Prenant conscience, désormais, de cette inversion - d'abord elle ne comprend pas, puis elle rejette, elle en subit le contre-coup, et, enfin, enfin ! accède à la sérénité, c'est elle, Justine, qui passe pour malade, mélancolique, dépressive, désespérée, fataliste. Prenant à bras le corps sa liberté, c'est elle, Justine, qui est infantilisée. 

C'est dire... Lars von Trier filme ce mariage, de toute évidence, comme image, symbole, comme métaphore d'une décadence. Son propos n'est pas de dénoncer l'abrutissement de quelques milliardaires, ce qui serait somme toute un problème bien marginal à l'échelle de l'humanité. Non, c'est une enflure, une caricature, un portrait à charge, il enfle la vie moderne, la vie de l'être humain moderne, pour en dénoncer ce que cet être humain moderne lambda ne voit pas dans son quotidien, puisque c'est son quotidien, habituel, normal, naturel dirait-il franchement. 

Ce que Lars von Trier nous dit : voyez ce mariage, voyez cette décadence, ces personnages grotesques, ridicules, caricaturaux, morbides et dégénérés, voyez-les, et insultez-les bien, mais, comme dirait Rûmî, n'oubliez pas d'enlever du miroir qui vous fait face la poussière, car c'est vous que vous regardez, que vous insultez. C'est vous qui roulez dans cette putain de limousine trop grande pour une route sinueuse. Pas eux. Pas eux, seulement. Vous. Nous. Nous tous. Pas d'innocent. Tous matérialistes, modernes, bourgeois. C'est ça le crime.
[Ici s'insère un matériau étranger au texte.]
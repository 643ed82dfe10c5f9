//! Stereo anaglyph effect.
//!
//! Red is pushed `step = floor(offset * width)` columns to the right and blue
//! the same distance to the left, each shifted sample weighted by
//! [`SHIFT_GAIN`] and blended with the pixel already there. Samples whose
//! target falls outside the row are replaced by an unweighted copy of the
//! source at the mirrored column `width - j - 1`, added onto that same column.
//! Green is left untouched.

use ndarray::Zip;

use crate::error::{Error, Result};
use crate::image::Image;

use super::parse_arg;

/// Weight of a shifted channel sample relative to the pixel it lands on.
pub const SHIFT_GAIN: f64 = 2.3;

#[derive(Debug, Clone, Copy, PartialEq)]
pub struct Anaglyph {
    pub offset: f64,
}

impl Anaglyph {
    pub fn new(offset: f64) -> Result<Self> {
        if !(0.0..=1.0).contains(&offset) {
            return Err(Error::argument("anaglyph offset must be within [0, 1]"));
        }
        Ok(Self { offset })
    }

    pub fn from_args(args: &[&str]) -> Result<Self> {
        match args {
            [offset] => Self::new(parse_arg(offset, "offset")?),
            _ => Err(Error::argument("anaglyph takes an offset")),
        }
    }

    /// Horizontal shift in pixels for an image of the given width.
    pub fn step(&self, width: usize) -> usize {
        (self.offset * width as f64).floor() as usize
    }

    pub fn apply(&self, image: &mut Image) {
        let width = image.width();
        let step = self.step(width);
        let source = image.to_array();
        let mut result = source.clone();

        // Rows are independent; within a row contributions accumulate in column order.
        Zip::from(result.rows_mut())
            .and(source.rows())
            .par_for_each(|mut acc, src| {
                let mut red_weight = vec![1.0f64; width];
                let mut blue_weight = vec![1.0f64; width];

                for j in 0..width {
                    if j + step < width {
                        acc[j + step].red += SHIFT_GAIN * src[j].red;
                        red_weight[j + step] += SHIFT_GAIN;
                    } else {
                        let m = width - j - 1;
                        acc[m].red += src[m].red;
                        red_weight[m] += 1.0;
                    }

                    if j >= step {
                        acc[j - step].blue += SHIFT_GAIN * src[j].blue;
                        blue_weight[j - step] += SHIFT_GAIN;
                    } else {
                        let m = width - j - 1;
                        acc[m].blue += src[m].blue;
                        blue_weight[m] += 1.0;
                    }
                }

                for (j, px) in acc.iter_mut().enumerate() {
                    px.red /= red_weight[j];
                    px.blue /= blue_weight[j];
                }
            });

        image.assign(&result);
    }
}
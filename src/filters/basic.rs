//! Basic operations: crop and negative.

use crate::error::{Error, Result};
use crate::image::Image;

use super::parse_arg;

/// Shrink the image to at most `width` x `height`, keeping the first rows and
/// columns of the buffer. Never grows either axis.
#[derive(Debug, Clone, Copy, PartialEq, Eq)]
pub struct Crop {
    pub width: u32,
    pub height: u32,
}

impl Crop {
    pub fn new(width: u32, height: u32) -> Result<Self> {
        if width == 0 || height == 0 {
            return Err(Error::argument("crop size must be positive"));
        }
        Ok(Self { width, height })
    }

    /// Parse `[width, height]`.
    pub fn from_args(args: &[&str]) -> Result<Self> {
        match args {
            [width, height] => Self::new(parse_arg(width, "width")?, parse_arg(height, "height")?),
            _ => Err(Error::argument("crop takes width and height")),
        }
    }

    pub fn apply(&self, image: &mut Image) {
        image.crop(self.width as usize, self.height as usize);
    }
}

/// Invert every channel: `c -> 1 - c`.
pub fn negative(image: &mut Image) {
    image.view_mut().par_map_inplace(|px| {
        *px = px.map(|c| 1.0 - c);
    });
}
C'est bien... d'accord... de ne pas manger tous les midis au Mcdo, et de ne pas acheter le i-pod ZX27 en ayant campé devant le magasin. On trouverait, et certainement beaucoup parmi les plus riches (mais pas seulement...) des comportements tellement aliénés... C'est déjà bien de ne pas tomber dedans. Ce n'est pas suffisant. C'est loin d'être suffisant, et même, c'est pire encore de ne pas tomber dans ce panneau-là, et de ne pas voir qu'on est tombé dans un panneau bien plus grand. A mon sens, ce n'est pas très glorieux que quelques milliardaires célèbrent de tels mariages déglingués et morbides. Il est pourtant tellement plus grave, combien plus grave, terrible ! que nous tous, des milliards de bovins, nous allions faire nos courses à Auchan. 

Elle est là la grande victoire du modernisme, du matérialisme. Tout le monde y donne, mais une petite extrémité trop voyante permet à l'immense majorité de ne pas même se douter qu'elle vit sur les mêmes fondamentaux, le même paradigme que ces brebis galeuses désignées. On nous fait le coup du juste milieu. Le coup de la tolérance. Le coup du sentimentalisme. Le coup aussi de l'optimisme. On nous fait le coup du : il y a du bon et du mauvais partout, il y a des gentils et des méchants partout. 

Qui est vivant ? Justine. Qui est morbide ? Claire, tous les autres. Qui reproche de la morbidité à qui ? Claire, tous les autres, reprochent de la morbidité à Justine. Transfert classique. Toutes les valeurs ont été perverties, inversées. Ceux qui vivent dans l'illusion, dans une ambiance morbide reprochent à celle qui, vivante, et libre, forte, nietzschéenne, leur montre ce qu'ils sont eux. 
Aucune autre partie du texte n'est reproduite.